Restaurant Week at Megu – NYC
I’ll be making this post short, because I don’t want to waste more time with Megu than I already have. Basically, I went to Megu New York last week because it was Restaurant Week (i.e. participating restaurants offer a 3 course prix fixe meal for $35) and had a very mediocre meal. And for those who’ll say, it’s because I had the food from the Restaurant Week menu and not the regular menu, that wasn’t the case. David, of course, stubborn as he is, refused to order off the Restaurant menu and ordered from the regular menu. In fact, had he not done so, I would have thought Megu wasn’t all that bad. Surprisingly, the non-Restaurant Week dishes were actually worse than the Restaurant Week dishes. It was quite bizarre.
In addition, interpret it as you will, but when we were given menus, the Restaurant Week menu was not given to us. It was after the waiter came to take our order that I had to ask if there was a Restaurant Week menu. When I did, he stuttered a bit, and then returned with two heavily creased menus. No apologies. Was it an honest mistake?
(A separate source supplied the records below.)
use std::sync::Arc;
use std::time::{Duration, Instant};

use anyhow::Result;
use indicatif::{ProgressBar, ProgressStyle};
use rusqlite::Connection;
use tokio::sync::Semaphore;
use tracing::{info, warn};

use crate::db::{self, FetchRow};
use crate::pagination;

const CONCURRENCY: usize = 4;
const MAX_RETRIES: u32 = 3;
const BASE_BACKOFF_MS: u64 = 2000;
const DOWNLOAD_DELAY_MS: u64 = 200;
const REQUEST_TIMEOUT_SECS: u64 = 30;
const USER_AGENT: &str = "Mozilla/5.0 (Macintosh; Intel Mac OS X 10_14_6) AppleWebKit/537.36 (KHTML, like Gecko) Chrome/76.0.3809.132 Safari/537.36";

/// Crawl stats returned after one round completes.
#[derive(Default)]
pub struct CrawlStats {
    pub total: usize,
    pub ok: usize,
    pub errors: usize,
    pub discovered: usize,
}

impl CrawlStats {
    pub fn merge(&mut self, other: &CrawlStats) {
        self.total += other.total;
        self.ok += other.ok;
        self.errors += other.errors;
        self.discovered += other.discovered;
    }
}

/// Fetch pages concurrently, saving each result to DB as it arrives and
/// queueing pagination links discovered on fetched bodies.
pub async fn crawl_streaming(conn: &Connection, pages: Vec<(i64, String)>) -> Result<CrawlStats> {
    let client = reqwest::Client::builder()
        .user_agent(USER_AGENT)
        .timeout(Duration::from_secs(REQUEST_TIMEOUT_SECS))
        .build()?;
    let semaphore = Arc::new(Semaphore::new(CONCURRENCY));
    let total = pages.len();

    let pb = ProgressBar::new(total as u64);
    pb.set_style(
        ProgressStyle::default_bar()
            .template("[{elapsed_precise}] {bar:40} {pos}/{len} ({per_sec}, eta {eta})")?
            .progress_chars("=> "),
    );

    // Channel: workers send results, main loop saves to DB
    let (tx, mut rx) = tokio::sync::mpsc::channel::<FetchRow>(CONCURRENCY * 2);

    for (page_id, url) in pages {
        let client = client.clone();
        let sem = Arc::clone(&semaphore);
        let tx = tx.clone();

        tokio::spawn(async move {
            let _permit = sem.acquire().await.unwrap();
            let row = fetch_with_retry(&client, page_id, &url).await;
            let _ = tx.send(row).await;
        });
    }

    // Drop our copy of tx so rx closes when all spawned tasks finish
    drop(tx);

    let mut ok = 0usize;
    let mut errors = 0usize;
    let mut discovered = 0usize;

    // Prepare statements once, reuse for each row
    let mut insert_stmt = conn.prepare(
        "INSERT INTO page_data (page_id, url, html, status, error, latency_ms)
         VALUES (?1, ?2, ?3, ?4, ?5, ?6)",
    )?;
    let mut update_stmt = conn.prepare(
        "UPDATE pages SET visited = 1, visited_at = datetime('now') WHERE id = ?1",
    )?;

    while let Some(row) = rx.recv().await {
        if row.error.is_some() {
            errors += 1;
        } else {
            ok += 1;
        }

        // Follow pagination: new same-domain URLs go back into the queue,
        // where the UNIQUE constraint drops anything already seen
        if let Some(html) = &row.html {
            let links = pagination::discover_links(html, &row.url);
            if !links.is_empty() {
                discovered += db::insert_pages(conn, &links)?;
            }
        }

        save_one(&mut insert_stmt, &mut update_stmt, &row)?;
        pb.inc(1);
    }

    pb.finish_and_clear();
    info!(
        "Fetched {} pages ({} ok, {} errors, {} new links queued)",
        total, ok, errors, discovered
    );

    Ok(CrawlStats {
        total,
        ok,
        errors,
        discovered,
    })
}

/// Save a single fetch result to DB using pre-prepared statements.
fn save_one(
    insert: &mut rusqlite::Statement,
    update: &mut rusqlite::Statement,
    row: &FetchRow,
) -> Result<()> {
    insert.execute(rusqlite::params![
        row.page_id, row.url, row.html, row.status, row.error, row.latency_ms,
    ])?;
    update.execute(rusqlite::params![row.page_id])?;
    Ok(())
}

async fn fetch_with_retry(client: &reqwest::Client, page_id: i64, url: &str) -> FetchRow {
    for attempt in 0..=MAX_RETRIES {
        let row = fetch_one(client, page_id, url).await;

        let should_retry = match row.status {
            Some(429) | Some(500) | Some(502) | Some(503) => true,
            None if row.error.is_some() => true,
            _ => false,
        };

        if !should_retry || attempt == MAX_RETRIES {
            return row;
        }

        let backoff = Duration::from_millis(BASE_BACKOFF_MS * 2u64.pow(attempt));
        warn!(
            "Retrying {} (attempt {}/{}), backing off {:.1}s",
            url,
            attempt + 1,
            MAX_RETRIES,
            backoff.as_secs_f64()
        );
        tokio::time::sleep(backoff).await;
    }

    fetch_one(client, page_id, url).await
}

async fn fetch_one(client: &reqwest::Client, page_id: i64, url: &str) -> FetchRow {
    // Politeness delay, paid inside the concurrency permit
    tokio::time::sleep(Duration::from_millis(DOWNLOAD_DELAY_MS)).await;

    let start = Instant::now();
    let response = client.get(url).send().await;

    match response {
        Ok(resp) => {
            let status = resp.status().as_u16() as i32;
            let body = resp.text().await;
            let latency = start.elapsed().as_millis() as i64;
            match body {
                Ok(html) if (200..300).contains(&status) => FetchRow {
                    page_id,
                    url: url.to_string(),
                    html: Some(html),
                    status: Some(status),
                    error: None,
                    latency_ms: Some(latency),
                },
                Ok(_) => FetchRow {
                    page_id,
                    url: url.to_string(),
                    html: None,
                    status: Some(status),
                    error: Some(format!("HTTP {}", status)),
                    latency_ms: Some(latency),
                },
                Err(e) => FetchRow {
                    page_id,
                    url: url.to_string(),
                    html: None,
                    status: Some(status),
                    error: Some(e.to_string()),
                    latency_ms: Some(latency),
                },
            }
        }
        Err(e) => FetchRow {
            page_id,
            url: url.to_string(),
            html: None,
            status: None,
            error: Some(e.to_string()),
            latency_ms: Some(start.elapsed().as_millis() as i64),
        },
    }
}
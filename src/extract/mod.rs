pub mod listing;
pub mod state;

use serde_json::Value;
use tracing::{debug, warn};

use crate::db::ListingRow;
pub use listing::{map_listing, ItemError};
pub use state::{parse_state, PageError};

/// Lazy one-pass stream of listing records from one fetched page body.
///
/// Both failure scopes are absorbed here: a page without a usable state
/// blob streams nothing, a listing that fails mapping is skipped and its
/// siblings still come out, in source array order. Callers that need the
/// failure reasons use `process_page` (or the typed layers directly).
pub fn extract(body: &str) -> Records {
    let listings = match state::parse_state(body) {
        Ok(listings) => listings,
        Err(e) => {
            debug!("page yields no records: {e}");
            Vec::new()
        }
    };
    Records {
        listings: listings.into_iter(),
    }
}

pub struct Records {
    listings: std::vec::IntoIter<Value>,
}

impl Iterator for Records {
    type Item = ListingRow;

    fn next(&mut self) -> Option<ListingRow> {
        loop {
            let value = self.listings.next()?;
            match listing::map_listing(&value) {
                Ok(row) => return Some(row),
                Err(e) => debug!("listing skipped: {e}"),
            }
        }
    }
}

/// Extraction result for one page, with both failure scopes counted so the
/// process pipeline can report them instead of losing records silently.
pub struct PageOutcome {
    pub rows: Vec<ListingRow>,
    pub page_error: Option<PageError>,
    pub skipped: usize,
}

pub fn process_page(url: &str, body: &str) -> PageOutcome {
    let listings = match state::parse_state(body) {
        Ok(listings) => listings,
        Err(e) => {
            warn!("{url}: {e}");
            return PageOutcome {
                rows: Vec::new(),
                page_error: Some(e),
                skipped: 0,
            };
        }
    };

    let mut rows = Vec::with_capacity(listings.len());
    let mut skipped = 0;
    for value in &listings {
        match listing::map_listing(value) {
            Ok(row) => rows.push(row),
            Err(e) => {
                warn!("{url}: listing skipped: {e}");
                skipped += 1;
            }
        }
    }

    PageOutcome {
        rows,
        page_error: None,
        skipped,
    }
}

// ── Tests ──

#[cfg(test)]
mod tests {
    use super::*;

    fn fixture() -> String {
        std::fs::read_to_string("tests/fixtures/search_results.html").unwrap()
    }

    #[test]
    fn fixture_page_yields_records_in_source_order() {
        // The fixture carries three listings; the middle one has no
        // coordinates and must be the only one dropped.
        let rows: Vec<ListingRow> = extract(&fixture()).collect();
        assert_eq!(rows.len(), 2);
        assert_eq!(rows[0].id, 180462311);
        assert_eq!(rows[1].id, 180462313);
    }

    #[test]
    fn fixture_fields_survive_the_escaped_blob() {
        let rows: Vec<ListingRow> = extract(&fixture()).collect();
        let first = &rows[0];
        assert_eq!(first.rooms, Some(3));
        assert_eq!(first.surface, Some(90.0));
        assert_eq!(
            first.multimedia,
            "https://static.fotocasa.es/images/ads/180462311-1.jpg|https://static.fotocasa.es/images/ads/180462311-2.jpg|"
        );
        // Embedded "\n" and ";" in the blob's description are neutralized
        assert_eq!(first.description, "Piso luminoso,cerca del centro");

        let second = &rows[1];
        assert_eq!(second.timestamp, 0);
        assert_eq!(second.multimedia, "");
        assert_eq!(second.baths, None);
    }

    #[test]
    fn extraction_is_idempotent() {
        let body = fixture();
        let first: Vec<ListingRow> = extract(&body).collect();
        let second: Vec<ListingRow> = extract(&body).collect();
        assert_eq!(first, second);
    }

    #[test]
    fn page_without_marker_streams_nothing() {
        let body = "<html><body><script>var app = {};</script></body></html>";
        assert_eq!(extract(body).count(), 0);
    }

    #[test]
    fn garbage_body_streams_nothing() {
        assert_eq!(extract("not html at all").count(), 0);
        assert_eq!(extract("").count(), 0);
    }

    #[test]
    fn process_page_counts_both_failure_scopes() {
        let outcome = process_page("https://example.test/l", &fixture());
        assert!(outcome.page_error.is_none());
        assert_eq!(outcome.rows.len(), 2);
        assert_eq!(outcome.skipped, 1);

        let bad = process_page("https://example.test/l", "<html><body></body></html>");
        assert!(matches!(bad.page_error, Some(PageError::ScriptMissing)));
        assert!(bad.rows.is_empty());
    }
}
I doubt it.
Unappealing as the crumpled menu was, I decided go with the initial plan of ordering from the Restaurant Week Menu. It’s a recession after all. For the appetizer I chose the Yuba Wrap Salad, and for my entrée I chose the Premium Kobe Sirloin Beef Steak served with Platinum Rice. There was no choice in dessert and it ended up being a Raspberry Mousse Cake.
My meal started with an unusually filling amuse bouche of spicy tuna rolls overly dressed with sauce. I can’t be a hundred percent if it was tuna, since none of the dishes that were brought out were explained except my Kobe Beef, but that’s what it tasted like.
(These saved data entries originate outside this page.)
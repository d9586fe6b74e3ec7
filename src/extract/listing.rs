use serde_json::Value;
use thiserror::Error;

use crate::db::ListingRow;

/// Item-scope mapping failure: the one listing is dropped, siblings on the
/// same page are unaffected.
#[derive(Debug, Error, PartialEq, Eq)]
pub enum ItemError {
    #[error("listing field `{0}` is missing")]
    Missing(&'static str),
    #[error("listing field `{0}` has an unexpected type")]
    Type(&'static str),
}

/// Map one entry of the embedded listings array to a flat record.
pub fn map_listing(listing: &Value) -> Result<ListingRow, ItemError> {
    let coordinates = req(listing, "coordinates")?;
    let date = req(listing, "date")?;
    let detail = req(listing, "detail")?;

    let latitude = coordinates
        .get("latitude")
        .and_then(Value::as_f64)
        .ok_or(ItemError::Missing("coordinates.latitude"))?;
    let longitude = coordinates
        .get("longitude")
        .and_then(Value::as_f64)
        .ok_or(ItemError::Missing("coordinates.longitude"))?;

    // Publication date may lack the epoch field entirely
    let timestamp = date.get("timestamp").and_then(Value::as_i64).unwrap_or(0);

    let url = detail
        .get("es-ES")
        .and_then(Value::as_str)
        .map(str::to_string)
        .ok_or(ItemError::Missing("detail.es-ES"))?;

    let mut rooms = None;
    let mut baths = None;
    let mut surface = None;
    let features = req(listing, "features")?
        .as_array()
        .ok_or(ItemError::Type("features"))?;
    for feature in features {
        match feature.get("key").and_then(Value::as_str) {
            Some("rooms") => rooms = int_value(feature.get("value")),
            Some("bathrooms") => baths = int_value(feature.get("value")),
            Some("surface") => surface = float_value(feature.get("value")),
            _ => {}
        }
    }

    let media = req(listing, "multimedia")?
        .as_array()
        .ok_or(ItemError::Type("multimedia"))?;
    let mut multimedia = String::new();
    for entry in media {
        let src = entry
            .get("src")
            .and_then(Value::as_str)
            .ok_or(ItemError::Missing("multimedia.src"))?;
        multimedia.push_str(src);
        multimedia.push('|');
    }

    Ok(ListingRow {
        id: int_field(listing, "id")?,
        building_type: str_field(listing, "buildingType")?,
        building_subtype: str_field(listing, "buildingSubtype")?,
        client_id: int_field(listing, "clientId")?,
        client_url: str_field(listing, "clientUrl")?,
        latitude,
        longitude,
        timestamp,
        description: sanitize(&str_field(listing, "description")?),
        url,
        rooms,
        baths,
        surface,
        is_new: bool_field(listing, "isNew")?,
        is_new_construction: bool_field(listing, "isNewConstruction")?,
        location: str_field(listing, "location")?,
        phone: str_field(listing, "phone")?,
        price: str_field(listing, "price")?,
        price_raw: float_field(listing, "rawPrice")?,
        multimedia,
    })
}

/// Strip line breaks and neutralize the output delimiter so the text is
/// safe for one CSV cell.
fn sanitize(description: &str) -> String {
    description.replace(['\r', '\n'], "").replace(';', ",")
}

fn req<'a>(listing: &'a Value, key: &'static str) -> Result<&'a Value, ItemError> {
    match listing.get(key) {
        None | Some(Value::Null) => Err(ItemError::Missing(key)),
        Some(value) => Ok(value),
    }
}

fn str_field(listing: &Value, key: &'static str) -> Result<String, ItemError> {
    req(listing, key)?
        .as_str()
        .map(str::to_string)
        .ok_or(ItemError::Type(key))
}

fn int_field(listing: &Value, key: &'static str) -> Result<i64, ItemError> {
    req(listing, key)?.as_i64().ok_or(ItemError::Type(key))
}

fn float_field(listing: &Value, key: &'static str) -> Result<f64, ItemError> {
    req(listing, key)?.as_f64().ok_or(ItemError::Type(key))
}

fn bool_field(listing: &Value, key: &'static str) -> Result<bool, ItemError> {
    req(listing, key)?.as_bool().ok_or(ItemError::Type(key))
}

// Feature values arrive as numbers on most pages and as digit strings on
// some older ones; anything else leaves the field unset.

fn int_value(value: Option<&Value>) -> Option<i64> {
    match value? {
        Value::Number(n) => n.as_i64(),
        Value::String(s) => s.trim().parse().ok(),
        _ => None,
    }
}

fn float_value(value: Option<&Value>) -> Option<f64> {
    match value? {
        Value::Number(n) => n.as_f64(),
        Value::String(s) => s.trim().parse().ok(),
        _ => None,
    }
}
The Yuba Wrap Salad was simple yet smart. Salad in yuba (tofu skin) topped with sashimi seems so obvious, but of course, I never thought of doing it. This would make an easy and beautiful starter for a small dinner party. My only problem with the appetizer was that again, nothing was explained, so I was trying to guess what each of the fish were the entire time. I like to know what I’m eating.
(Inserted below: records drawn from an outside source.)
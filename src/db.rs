use anyhow::Result;
use rusqlite::Connection;
use serde::Serialize;

const DB_PATH: &str = "data/fotocasa.sqlite";

pub fn connect() -> Result<Connection> {
    let conn = Connection::open(DB_PATH)?;
    conn.execute_batch("PRAGMA journal_mode=WAL; PRAGMA foreign_keys=ON;")?;
    Ok(conn)
}

pub fn init_schema(conn: &Connection) -> Result<()> {
    conn.execute_batch(
        "
        CREATE TABLE IF NOT EXISTS pages (
            id         INTEGER PRIMARY KEY,
            url        TEXT UNIQUE NOT NULL,
            visited    BOOLEAN NOT NULL DEFAULT 0,
            visited_at TEXT,
            created_at TEXT NOT NULL DEFAULT (datetime('now'))
        );
        CREATE INDEX IF NOT EXISTS idx_pages_visited ON pages(visited);

        CREATE TABLE IF NOT EXISTS page_data (
            id         INTEGER PRIMARY KEY,
            page_id    INTEGER NOT NULL REFERENCES pages(id),
            url        TEXT NOT NULL,
            html       TEXT,
            status     INTEGER,
            error      TEXT,
            latency_ms INTEGER,
            processed  BOOLEAN NOT NULL DEFAULT 0,
            fetched_at TEXT NOT NULL DEFAULT (datetime('now'))
        );
        CREATE INDEX IF NOT EXISTS idx_page_data_processed ON page_data(processed);

        -- Flat listing records, one row per real estate id
        CREATE TABLE IF NOT EXISTS listings (
            id                  INTEGER PRIMARY KEY,
            building_type       TEXT NOT NULL,
            building_subtype    TEXT NOT NULL,
            client_id           INTEGER NOT NULL,
            client_url          TEXT NOT NULL,
            latitude            REAL NOT NULL,
            longitude           REAL NOT NULL,
            timestamp           INTEGER NOT NULL DEFAULT 0,
            description         TEXT NOT NULL,
            url                 TEXT NOT NULL,
            rooms               INTEGER,
            baths               INTEGER,
            surface             REAL,
            is_new              BOOLEAN NOT NULL,
            is_new_construction BOOLEAN NOT NULL,
            location            TEXT NOT NULL,
            phone               TEXT NOT NULL,
            price               TEXT NOT NULL,
            price_raw           REAL NOT NULL,
            multimedia          TEXT NOT NULL,
            scraped_at          TEXT NOT NULL DEFAULT (datetime('now'))
        );
        CREATE INDEX IF NOT EXISTS idx_listings_location ON listings(location);
        ",
    )?;
    Ok(())
}

// ── Crawl queue ──

pub fn insert_pages(conn: &Connection, urls: &[String]) -> Result<usize> {
    let tx = conn.unchecked_transaction()?;
    let mut count = 0;
    {
        let mut stmt = tx.prepare("INSERT OR IGNORE INTO pages (url) VALUES (?1)")?;
        for url in urls {
            count += stmt.execute(rusqlite::params![url])?;
        }
    }
    tx.commit()?;
    Ok(count)
}

pub fn fetch_unvisited(conn: &Connection, limit: Option<usize>) -> Result<Vec<(i64, String)>> {
    let sql = match limit {
        Some(n) => format!(
            "SELECT id, url FROM pages WHERE visited = 0 ORDER BY id LIMIT {}",
            n
        ),
        None => "SELECT id, url FROM pages WHERE visited = 0 ORDER BY id".to_string(),
    };
    let mut stmt = conn.prepare(&sql)?;
    let rows = stmt
        .query_map([], |row| Ok((row.get(0)?, row.get(1)?)))?
        .collect::<Result<Vec<_>, _>>()?;
    Ok(rows)
}

/// One fetch attempt's outcome, streamed from the crawler to the DB writer.
pub struct FetchRow {
    pub page_id: i64,
    pub url: String,
    pub html: Option<String>,
    pub status: Option<i32>,
    pub error: Option<String>,
    pub latency_ms: Option<i64>,
}

// ── Processing ──

pub struct FetchedPage {
    pub page_data_id: i64,
    pub url: String,
    pub html: String,
}

pub fn fetch_unprocessed(conn: &Connection, limit: Option<usize>) -> Result<Vec<FetchedPage>> {
    let sql = format!(
        "SELECT id, url, html FROM page_data
         WHERE html IS NOT NULL AND processed = 0
         ORDER BY id{}",
        match limit {
            Some(n) => format!(" LIMIT {}", n),
            None => String::new(),
        }
    );
    let mut stmt = conn.prepare(&sql)?;
    let rows = stmt
        .query_map([], |row| {
            Ok(FetchedPage {
                page_data_id: row.get(0)?,
                url: row.get(1)?,
                html: row.get(2)?,
            })
        })?
        .collect::<Result<Vec<_>, _>>()?;
    Ok(rows)
}

pub fn mark_processed(conn: &Connection, page_data_ids: &[i64]) -> Result<()> {
    let tx = conn.unchecked_transaction()?;
    {
        let mut stmt = tx.prepare("UPDATE page_data SET processed = 1 WHERE id = ?1")?;
        for id in page_data_ids {
            stmt.execute(rusqlite::params![id])?;
        }
    }
    tx.commit()?;
    Ok(())
}

// ── Listings ──

/// Flat record for one real estate listing. Serde renames produce the
/// camelCase CSV headers (id, buildingType, ..., multimedia).
#[derive(Debug, Clone, PartialEq, Serialize)]
#[serde(rename_all = "camelCase")]
pub struct ListingRow {
    pub id: i64,
    pub building_type: String,
    pub building_subtype: String,
    pub client_id: i64,
    pub client_url: String,
    pub latitude: f64,
    pub longitude: f64,
    pub timestamp: i64,
    pub description: String,
    pub url: String,
    pub rooms: Option<i64>,
    pub baths: Option<i64>,
    pub surface: Option<f64>,
    pub is_new: bool,
    pub is_new_construction: bool,
    pub location: String,
    pub phone: String,
    pub price: String,
    pub price_raw: f64,
    pub multimedia: String,
}

pub fn save_listings(conn: &Connection, rows: &[ListingRow]) -> Result<()> {
    let tx = conn.unchecked_transaction()?;
    {
        let mut stmt = tx.prepare(
            "INSERT OR REPLACE INTO listings
             (id, building_type, building_subtype, client_id, client_url,
              latitude, longitude, timestamp, description, url,
              rooms, baths, surface, is_new, is_new_construction,
              location, phone, price, price_raw, multimedia)
             VALUES (?1,?2,?3,?4,?5,?6,?7,?8,?9,?10,?11,?12,?13,?14,?15,?16,?17,?18,?19,?20)",
        )?;
        for r in rows {
            stmt.execute(rusqlite::params![
                r.id, r.building_type, r.building_subtype, r.client_id, r.client_url,
                r.latitude, r.longitude, r.timestamp, r.description, r.url,
                r.rooms, r.baths, r.surface, r.is_new, r.is_new_construction,
                r.location, r.phone, r.price, r.price_raw, r.multimedia,
            ])?;
        }
    }
    tx.commit()?;
    Ok(())
}

pub fn fetch_listings(conn: &Connection) -> Result<Vec<ListingRow>> {
    let mut stmt = conn.prepare(
        "SELECT id, building_type, building_subtype, client_id, client_url,
                latitude, longitude, timestamp, description, url,
                rooms, baths, surface, is_new, is_new_construction,
                location, phone, price, price_raw, multimedia
         FROM listings ORDER BY id",
    )?;
    let rows = stmt
        .query_map([], |row| {
            Ok(ListingRow {
                id: row.get(0)?,
                building_type: row.get(1)?,
                building_subtype: row.get(2)?,
                client_id: row.get(3)?,
                client_url: row.get(4)?,
                latitude: row.get(5)?,
                longitude: row.get(6)?,
                timestamp: row.get(7)?,
                description: row.get(8)?,
                url: row.get(9)?,
                rooms: row.get(10)?,
                baths: row.get(11)?,
                surface: row.get(12)?,
                is_new: row.get(13)?,
                is_new_construction: row.get(14)?,
                location: row.get(15)?,
                phone: row.get(16)?,
                price: row.get(17)?,
                price_raw: row.get(18)?,
                multimedia: row.get(19)?,
            })
        })?
        .collect::<Result<Vec<_>, _>>()?;
    Ok(rows)
}

// ── Overview ──

pub struct OverviewRow {
    pub id: i64,
    pub location: String,
    pub price: String,
    pub rooms: Option<i64>,
    pub surface: Option<f64>,
    pub is_new: bool,
    pub timestamp: i64,
}

pub fn fetch_overview(
    conn: &Connection,
    location: Option<&str>,
    only_new: bool,
    limit: usize,
) -> Result<Vec<OverviewRow>> {
    let mut conditions = Vec::new();
    let mut params: Vec<Box<dyn rusqlite::types::ToSql>> = Vec::new();

    if let Some(loc) = location {
        conditions.push(format!("location LIKE ?{}", params.len() + 1));
        params.push(Box::new(format!("%{}%", loc)));
    }
    if only_new {
        conditions.push("is_new = 1".to_string());
    }

    let where_clause = if conditions.is_empty() {
        String::new()
    } else {
        format!(" WHERE {}", conditions.join(" AND "))
    };

    let sql = format!(
        "SELECT id, location, price, rooms, surface, is_new, timestamp
         FROM listings{}
         ORDER BY timestamp DESC, id
         LIMIT {}",
        where_clause, limit
    );

    let mut stmt = conn.prepare(&sql)?;
    let param_refs: Vec<&dyn rusqlite::types::ToSql> = params.iter().map(|p| p.as_ref()).collect();
    let rows = stmt
        .query_map(param_refs.as_slice(), |row| {
            Ok(OverviewRow {
                id: row.get(0)?,
                location: row.get(1)?,
                price: row.get(2)?,
                rooms: row.get(3)?,
                surface: row.get(4)?,
                is_new: row.get(5)?,
                timestamp: row.get(6)?,
            })
        })?
        .collect::<Result<Vec<_>, _>>()?;
    Ok(rows)
}

// ── Stats ──

pub struct Stats {
    pub total: usize,
    pub visited: usize,
    pub unvisited: usize,
    pub fetched: usize,
    pub errors: usize,
    pub listings: usize,
}

pub fn get_stats(conn: &Connection) -> Result<Stats> {
    let total: usize = conn.query_row("SELECT COUNT(*) FROM pages", [], |r| r.get(0))?;
    let visited: usize =
        conn.query_row("SELECT COUNT(*) FROM pages WHERE visited = 1", [], |r| r.get(0))?;
    let fetched: usize = conn.query_row("SELECT COUNT(*) FROM page_data", [], |r| r.get(0))?;
    let errors: usize = conn.query_row(
        "SELECT COUNT(*) FROM page_data WHERE error IS NOT NULL",
        [],
        |r| r.get(0),
    )?;
    let listings: usize = conn.query_row("SELECT COUNT(*) FROM listings", [], |r| r.get(0))?;
    Ok(Stats {
        total,
        visited,
        unvisited: total - visited,
        fetched,
        errors,
        listings,
    })
}

#[cfg(test)]
mod tests {
    use super::*;

    fn test_conn() -> Connection {
        let conn = Connection::open_in_memory().unwrap();
        init_schema(&conn).unwrap();
        conn
    }

    fn sample_listing(id: i64) -> ListingRow {
        ListingRow {
            id,
            building_type: "Flat".into(),
            building_subtype: "Apartment".into(),
            client_id: 7,
            client_url: "https://www.fotocasa.es/agencia/7".into(),
            latitude: 41.38,
            longitude: 2.17,
            timestamp: 1_566_300_000_000,
            description: "Piso luminoso".into(),
            url: "https://www.fotocasa.es/es/comprar/vivienda/barcelona/1".into(),
            rooms: Some(3),
            baths: Some(2),
            surface: Some(80.0),
            is_new: false,
            is_new_construction: false,
            location: "Barcelona Capital".into(),
            phone: "930000000".into(),
            price: "250.000 €".into(),
            price_raw: 250_000.0,
            multimedia: "a.jpg|b.jpg|".into(),
        }
    }

    #[test]
    fn insert_pages_dedups_urls() {
        let conn = test_conn();
        let urls = vec!["https://a".to_string(), "https://a".to_string()];
        assert_eq!(insert_pages(&conn, &urls).unwrap(), 1);
        assert_eq!(insert_pages(&conn, &urls).unwrap(), 0);
        assert_eq!(fetch_unvisited(&conn, None).unwrap().len(), 1);
    }

    #[test]
    fn listings_round_trip() {
        let conn = test_conn();
        let rows = vec![sample_listing(1), sample_listing(2)];
        save_listings(&conn, &rows).unwrap();
        // Re-saving the same ids replaces, not duplicates
        save_listings(&conn, &rows).unwrap();
        let back = fetch_listings(&conn).unwrap();
        assert_eq!(back, rows);
    }

    #[test]
    fn overview_filters_by_location() {
        let conn = test_conn();
        let mut madrid = sample_listing(3);
        madrid.location = "Madrid Capital".into();
        save_listings(&conn, &[sample_listing(1), madrid]).unwrap();
        let rows = fetch_overview(&conn, Some("Madrid"), false, 50).unwrap();
        assert_eq!(rows.len(), 1);
        assert_eq!(rows[0].id, 3);
    }
}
The Kobe beef was good and deliciously fatty, but I’m guessing this was Wagyu beef not Kobe. It wasn’t as luxuriously soft as Kobe. The steak also came with a bowl of rice, which Megu calls “platinum rice.” I’m not sure what platinum rice is, but I do know that the rice was cooked with too much water, thus, too sticky. At an Asian restaurant, this is a complete FAIL.
Raspberry Mousse Cake was very light and not too sweet like most desserts at an Asian restaurant. It was decent, nothing to rave about except we got two orders instead of one. The waiter said it was either a mistake in the kitchen or they were feeling generous. Either way, SCORE!
I won’t go into great lengths to cover David’s meal, only because he ordered so many dishes and it was impossible to take pictures of it all, and in general, I try to take the photo taking to a minimum at nicer restaurants. I notice it gets old after a while for your dining companion. But here is a quick rundown of his meal from the regular Megu menu: “Oriental” Salad (Sesame oil did not taste like dark Asian sesame oil, and isn’t calling anything “Oriental” circa 1970?), Crispy Tofu (Tofu could have been softer.), Fried Goat Cheese Sticks (Not bad, but it came in a pot over a bed of rocks à la lucky bamboo floral arrangement.), Spicy Seared Salmon Belly Roll (Horrible. Too much rice and the salmon tasted like it was from a can), and seven pieces from the Megu Contemporary Sushi section (David loved the salmon. Sushi seems to be Megu’s forté, but again the dining experience was slightly marred because the server never explained which piece was which.).
Megu New York seems to be one of those restaurants that flourished during the time Wall Street still had lavish expense accounts. It was a place to schmooze and to be seen by the right people. Unfortunately for Megu, now no one is watching and the focus is back on the food.